JINHA (Jin Haber Ajansi - Woman News Agency) reported news about women's issues in Turkey. A part of them were detained by the Turkish government and harassed many times because of their work as journalists. JINHA’s website was blocked more than 30 times by the Turkish government. Unfortunately, in November 2016 Turkish authorities shut the agency down definitively.
In May 2016 I met one of them. Their goal was to present the world through the perspective of women and they wanted to change the language of media when reporting news about women.
In the same days, I interviewed a member of KJA, the Free Women's Congress, who talked about the condition of Kurdish women and how they are facing gender equality.
I wanted to report the interview with JINHA and KJA about their work for women's rights because at that time most of the media focused the attention on the Kurdish "female-fighters" that fought against ISIS.
Although my reporting is 5 years old, this story has many elements to be told, such as freedom of speech, women's rights, the language in the media about the woman, Kurdish feminism and so on. This story can teach the next challenges for gender equality in the Middle East and beyond.
Women’s News Agency in Turkey Targeted
Article published in Herizons Magazine - Summer 2017.

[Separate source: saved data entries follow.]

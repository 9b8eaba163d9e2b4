//! Simulation module contract
//!
//! The coordinator only talks to the simulation through [`Simulation`]. The
//! wasm-backed implementation is [`crate::wasm::SimulationHandle`]; tests use
//! an in-memory double.

use anyhow::Result;

use crate::canvas::Canvas2d;
use crate::config::ShellConfig;

/// Arguments forwarded to the module's `init_game` entry point
#[derive(Debug, Clone, PartialEq, Eq)]
pub struct GameParams {
    pub canvas_id: String,
    pub width: u32,
    pub height: u32,
    pub palette: i32,
    pub tick_step_ms: u32,
    pub extra: i32,
}

impl GameParams {
    pub fn from_config(config: &ShellConfig) -> Self {
        Self {
            canvas_id: config.canvas.id.clone(),
            width: config.canvas.width,
            height: config.canvas.height,
            palette: config.simulation.palette,
            tick_step_ms: config.simulation.tick_step_ms,
            extra: config.simulation.extra,
        }
    }
}

/// Entry points of a loaded simulation.
///
/// Every call is synchronous and runs to completion. Module memory belongs to
/// the module; [`Simulation::memory`] only lends it out, and any `&mut self`
/// call may grow or move it.
pub trait Simulation {
    /// Set up a game for the given canvas and cadence
    fn init_game(&mut self, params: &GameParams) -> Result<()>;

    /// Advance the simulation by one tick
    fn tick(&mut self) -> Result<()>;

    /// Draw dynamic overlays onto `canvas` under its current transform
    fn draw(&mut self, delta_ms: f64, canvas: &mut Canvas2d) -> Result<()>;

    /// Offset of a named buffer in module memory, `0` when unavailable
    fn buffer_pointer(&mut self, buffer_id: i32) -> Result<u32>;

    /// Current linear memory contents
    fn memory(&self) -> &[u8];
}
//! Host functions imported by simulation modules
//!
//! Everything lives in the `env` namespace. Pointers and lengths coming from
//! the module are bounds-checked against its memory; bad ones are logged and
//! ignored rather than trapping.

use anyhow::Result;
use wasmtime::{Caller, Linker};

use crate::buffer::rgba_len;
use crate::canvas::unpack_rgba;
use crate::wasm::HostContext;

/// Register the host imports with the linker
pub fn register_host_functions(linker: &mut Linker<HostContext>) -> Result<()> {
    // System functions
    linker.func_wrap("env", "log", log_message)?;

    // Canvas queries
    linker.func_wrap("env", "canvas_width", canvas_width)?;
    linker.func_wrap("env", "canvas_height", canvas_height)?;

    // Drawing, only effective during draw()
    linker.func_wrap("env", "fill_rect", fill_rect)?;
    linker.func_wrap("env", "clear_rect", clear_rect)?;
    linker.func_wrap("env", "draw_pixels", draw_pixels)?;

    Ok(())
}

/// Log a UTF-8 message from module memory
fn log_message(caller: Caller<'_, HostContext>, ptr: u32, len: u32) {
    if let Some(memory) = caller.data().memory {
        let data = memory.data(&caller);
        let ptr = ptr as usize;
        let len = len as usize;
        match ptr.checked_add(len).and_then(|end| data.get(ptr..end)) {
            Some(bytes) => match std::str::from_utf8(bytes) {
                Ok(msg) => tracing::info!("[module] {}", msg),
                Err(_) => tracing::warn!("[module] log message is not valid UTF-8"),
            },
            None => tracing::warn!(
                "[module] log message at {:#x}+{} is outside memory",
                ptr,
                len
            ),
        }
    }
}

fn canvas_width(caller: Caller<'_, HostContext>) -> i32 {
    caller.data().canvas_width as i32
}

fn canvas_height(caller: Caller<'_, HostContext>) -> i32 {
    caller.data().canvas_height as i32
}

/// Fill a rect under the current transform. `rgba` is 0xRRGGBBAA.
fn fill_rect(mut caller: Caller<'_, HostContext>, x: f32, y: f32, w: f32, h: f32, rgba: u32) {
    let ctx = caller.data_mut();
    if !ctx.in_draw {
        tracing::trace!("fill_rect outside draw ignored");
        return;
    }
    ctx.canvas.fill_rect(x, y, w, h, unpack_rgba(rgba));
}

fn clear_rect(mut caller: Caller<'_, HostContext>, x: f32, y: f32, w: f32, h: f32) {
    let ctx = caller.data_mut();
    if !ctx.in_draw {
        tracing::trace!("clear_rect outside draw ignored");
        return;
    }
    ctx.canvas.clear_rect(x, y, w, h);
}

/// Draw `width x height` RGBA pixels read from module memory
fn draw_pixels(
    mut caller: Caller<'_, HostContext>,
    ptr: u32,
    width: u32,
    height: u32,
    dx: f32,
    dy: f32,
) {
    let Some(memory) = caller.data().memory else {
        return;
    };
    let (data, ctx) = memory.data_and_store_mut(&mut caller);
    if !ctx.in_draw {
        tracing::trace!("draw_pixels outside draw ignored");
        return;
    }

    let start = ptr as usize;
    let src = rgba_len(width, height)
        .and_then(|len| start.checked_add(len))
        .and_then(|end| data.get(start..end));
    match src {
        Some(src) => {
            ctx.canvas.draw_rgba(src, width, height, dx, dy);
        }
        None => tracing::warn!(
            "draw_pixels: {}x{} at {:#x} is outside module memory",
            width,
            height,
            ptr
        ),
    }
}
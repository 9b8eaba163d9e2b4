//! Paintwar player
//!
//! Loads a simulation module, opens the optional server link and runs the
//! shell either in a window or headless.

mod app;
mod capture;
mod graphics;
mod headless;

use std::path::PathBuf;

use anyhow::{Context, Result};
use paintwar_core::{NetLink, ShellConfig, SimulationHandle, WasmEngine};

pub use capture::save_png;
pub use graphics::{Viewport, fit_viewport};

/// Headless run settings from the CLI
#[derive(Debug, Clone)]
pub struct HeadlessRun {
    pub duration_ms: f64,
    pub refresh_hz: u32,
    /// Where to write the final visible canvas
    pub screenshot: Option<PathBuf>,
}

/// Player configuration passed from CLI
#[derive(Debug, Clone)]
pub struct PlayerConfig {
    pub module_path: PathBuf,
    pub shell: ShellConfig,
    /// Run without a window when set
    pub headless: Option<HeadlessRun>,
}

/// Run the player until the window closes or the headless run ends
pub fn run(config: PlayerConfig) -> Result<()> {
    config.shell.validate()?;

    let bytes = std::fs::read(&config.module_path).with_context(|| {
        format!(
            "Failed to read simulation module {}",
            config.module_path.display()
        )
    })?;
    let engine = WasmEngine::new()?;
    let sim = SimulationHandle::load(
        &engine,
        &bytes,
        config.shell.simulation.memory_limit_bytes(),
    )?;
    tracing::info!(
        "Loaded {} ({} bytes of linear memory)",
        config.module_path.display(),
        sim.memory_size()
    );

    let net = NetLink::open(&config.shell.network);

    match config.headless {
        Some(run) => headless::run(&config.shell, sim, net, &run),
        None => app::run(config.shell, sim, net),
    }
}

/// Drain the server link, dropping it once the server has gone away
pub(crate) fn poll_network(net: &mut Option<NetLink>) {
    let Some(link) = net else {
        return;
    };
    link.poll();
    if link.is_closed() {
        tracing::info!("Server link {} closed; continuing offline", link.url());
        *net = None;
    }
}
//! Paintwar Core - client runtime shell
//!
//! Hosts a tick-based 2D simulation compiled to WebAssembly. The module owns
//! its state and linear memory; the shell steps it on a fixed cadence, draws
//! it once per display refresh and applies the player's pan/zoom.
//!
//! # Architecture
//!
//! - [`Coordinator`] - Dual-rate loop: fixed-period ticks, display-rate draws
//! - [`Compositor`] - Map buffer to off-screen canvas to visible canvas, then overlays
//! - [`PixelBufferView`] - Bounds-checked, read-only view into module memory
//! - [`CameraController`] - Wheel zoom and arrow-key pan
//! - [`TimingTracker`] - Rolling tick/draw duration windows
//! - [`SimulationHandle`] - WASM module loaded and instantiated

pub mod buffer;
pub mod camera;
pub mod canvas;
pub mod compositor;
pub mod config;
pub mod error;
pub mod ffi;
pub mod net;
pub mod runtime;
pub mod simulation;
#[cfg(test)]
pub mod test_utils;
pub mod timing;
pub mod wasm;

pub use buffer::{BufferBinding, BufferError, MAP_BUFFER_ID, PixelBufferView};
pub use camera::{CameraController, CameraTransform, InputEvent, Key};
pub use canvas::Canvas2d;
pub use compositor::Compositor;
pub use config::{ConfigError, ShellConfig};
pub use error::{LoopPhase, ShellError};
pub use net::{NetError, NetEvent, NetLink};
pub use runtime::{
    Coordinator, DrawOutcome, HeadlessDriver, HeadlessOptions, LoopState, LoopStats,
    RunSummary, RuntimeConfig, SystemClock, TickOutcome,
};
pub use simulation::{GameParams, Simulation};
pub use timing::{FrameTiming, TIMING_WINDOW_SIZE, TimingSummary, TimingTracker};
pub use wasm::{SimulationHandle, WasmEngine};
//! Loop configuration

use std::time::Duration;

use crate::config::ShellConfig;

/// Loop coordinator configuration
#[derive(Debug, Clone)]
pub struct RuntimeConfig {
    /// Fixed tick period in milliseconds
    pub tick_step_ms: u32,
    /// CPU budget warning threshold per tick
    pub cpu_budget: Duration,
    /// Log a timing summary every this many draws (0 disables)
    pub summary_interval: u64,
}

impl Default for RuntimeConfig {
    fn default() -> Self {
        Self::with_tick_step(100)
    }
}

impl RuntimeConfig {
    /// Budget defaults to one full tick period
    pub fn with_tick_step(tick_step_ms: u32) -> Self {
        Self {
            tick_step_ms,
            cpu_budget: Duration::from_millis(tick_step_ms as u64),
            summary_interval: 600,
        }
    }

    pub fn from_shell(config: &ShellConfig) -> Self {
        Self::with_tick_step(config.simulation.tick_step_ms)
    }
}
//! Rolling loop timing statistics
//!
//! Diagnostics only. Nothing recorded here feeds back into scheduling or
//! rendering decisions.

use std::collections::VecDeque;

/// Number of samples kept per rolling window
pub const TIMING_WINDOW_SIZE: usize = 64;

/// Timestamp and delta for one loop iteration (milliseconds)
#[derive(Debug, Clone, Copy, PartialEq)]
pub struct FrameTiming {
    pub timestamp: f64,
    pub delta_millis: f64,
}

/// Fixed-capacity FIFO window of millisecond samples.
///
/// Once full, each push evicts the oldest sample. Samples are never
/// reordered on access.
#[derive(Debug, Clone)]
pub struct RollingWindow {
    samples: VecDeque<f64>,
    capacity: usize,
}

impl RollingWindow {
    /// Create an empty window holding at most `capacity` samples
    pub fn new(capacity: usize) -> Self {
        let capacity = capacity.max(1);
        Self {
            samples: VecDeque::with_capacity(capacity),
            capacity,
        }
    }

    pub fn push(&mut self, sample_ms: f64) {
        if self.samples.len() == self.capacity {
            self.samples.pop_front();
        }
        self.samples.push_back(sample_ms);
    }

    /// Arithmetic mean of the current contents, `None` while empty
    pub fn average(&self) -> Option<f64> {
        if self.samples.is_empty() {
            return None;
        }
        Some(self.samples.iter().sum::<f64>() / self.samples.len() as f64)
    }

    pub fn max(&self) -> Option<f64> {
        self.samples.iter().copied().reduce(f64::max)
    }

    pub fn latest(&self) -> Option<f64> {
        self.samples.back().copied()
    }

    pub fn len(&self) -> usize {
        self.samples.len()
    }

    pub fn is_empty(&self) -> bool {
        self.samples.is_empty()
    }

    pub fn capacity(&self) -> usize {
        self.capacity
    }

    pub fn iter(&self) -> impl Iterator<Item = f64> + '_ {
        self.samples.iter().copied()
    }
}

impl Default for RollingWindow {
    fn default() -> Self {
        Self::new(TIMING_WINDOW_SIZE)
    }
}

/// Snapshot of both windows, for logs and the window title
#[derive(Debug, Clone, Copy, Default, PartialEq)]
pub struct TimingSummary {
    pub tick_avg_ms: Option<f64>,
    pub draw_avg_ms: Option<f64>,
    pub last_frame: Option<FrameTiming>,
}

impl std::fmt::Display for TimingSummary {
    fn fmt(&self, f: &mut std::fmt::Formatter<'_>) -> std::fmt::Result {
        fn ms(value: Option<f64>) -> String {
            value.map_or_else(|| "-".to_string(), |v| format!("{:.2}ms", v))
        }
        write!(
            f,
            "tick {} | draw {}",
            ms(self.tick_avg_ms),
            ms(self.draw_avg_ms)
        )
    }
}

/// Rolling tick and draw durations
#[derive(Debug, Clone, Default)]
pub struct TimingTracker {
    tick: RollingWindow,
    draw: RollingWindow,
    last_frame: Option<FrameTiming>,
}

impl TimingTracker {
    pub fn new() -> Self {
        Self::default()
    }

    /// Record how long one tick body took
    pub fn record_tick(&mut self, duration_ms: f64) {
        self.tick.push(duration_ms);
    }

    /// Record how long one draw body took, and the frame it drew
    pub fn record_draw(&mut self, frame: FrameTiming, duration_ms: f64) {
        self.draw.push(duration_ms);
        self.last_frame = Some(frame);
    }

    pub fn tick_window(&self) -> &RollingWindow {
        &self.tick
    }

    pub fn draw_window(&self) -> &RollingWindow {
        &self.draw
    }

    pub fn average_tick_ms(&self) -> Option<f64> {
        self.tick.average()
    }

    pub fn average_draw_ms(&self) -> Option<f64> {
        self.draw.average()
    }

    pub fn last_frame(&self) -> Option<FrameTiming> {
        self.last_frame
    }

    pub fn summary(&self) -> TimingSummary {
        TimingSummary {
            tick_avg_ms: self.average_tick_ms(),
            draw_avg_ms: self.average_draw_ms(),
            last_frame: self.last_frame,
        }
    }
}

After the failed coup to oust Turkish President Recep Tayyip Erdogan last summer [2016, AN] , the country’s government declared a state of emergency that gave it powers to bypass Parliament and publish decrees in order to repress political opposition.
Erdogan’s AKP party (the Justice and Development party, founded by Erdogan in 2001) rules with an iron fist against its opponents. As a result, according to Human Rights Watch, 140 media outlets and 29 publishing houses were shut down by the end of December 2016. Among them was Jin Haber Ajansi ( JINHA), one of the world’s first feminist news agencies.
JINHA, a Kurdish women’s news agency, was founded in 2012 by five journalists to present news through women’s perspectives, both Kurdish and non-Kurdish. Prior to the agency being shut down by Erdogan’s government in late October, Yara, a member of JINHA in the predominantly Kurdish city of Diyarbakir, described how media censorship had targeted the agency.
“The government blocked our website more than 30 times and detained some of our members,” Yara (not her real name) said. “Some of our friends have been detained just because they were covering protests. Just because we are women, police and Turkey’s special forces ask us, ‘Why are you here to cover the news? You should be at home.’”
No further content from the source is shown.